The remarkable zero-shot learning capabilities demonstrated by large foundation models (LFMs) like ChatGPT and GPT-4 have sparked a question: Can these models autonomously supervise their behavior or other models with minimal human intervention? To explore this, a team of Microsoft researchers introduces Orca, a 13-billion parameter model that learns complex explanation traces and step-by-step thought processes from GPT-4. This innovative approach significantly improves the performance of existing state-of-the-art instruction-tuned models, addressing challenges related to task diversity, query complexity, and data scaling.

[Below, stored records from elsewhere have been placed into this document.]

//! Core use-case services.
//!
//! # Responsibility
//! - Orchestrate repository and query calls into use-case level APIs.
//! - Keep presentation layers decoupled from storage and sort details.

pub mod note_service;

The researchers acknowledge that the query and response pairs from GPT-4 can provide valuable guidance for student models. Therefore, they enhance these pairs by adding detailed responses that offer a better understanding of the reasoning process employed by the teachers when generating their responses. By incorporating these explanation traces, Orca equips student models with improved reasoning and comprehension skills, effectively bridging the gap between teachers and students.
The research team utilizes the Flan 2022 Collection to enhance Orca’s learning process further. The team samples tasks from this extensive collection to ensure a diverse mix of challenges. These tasks are then sub-sampled to generate complex prompts, which serve as queries for LFMs. This approach creates a diverse and rich training set that facilitates robust learning for the Orca, enabling it to tackle a wide range of tasks effectively.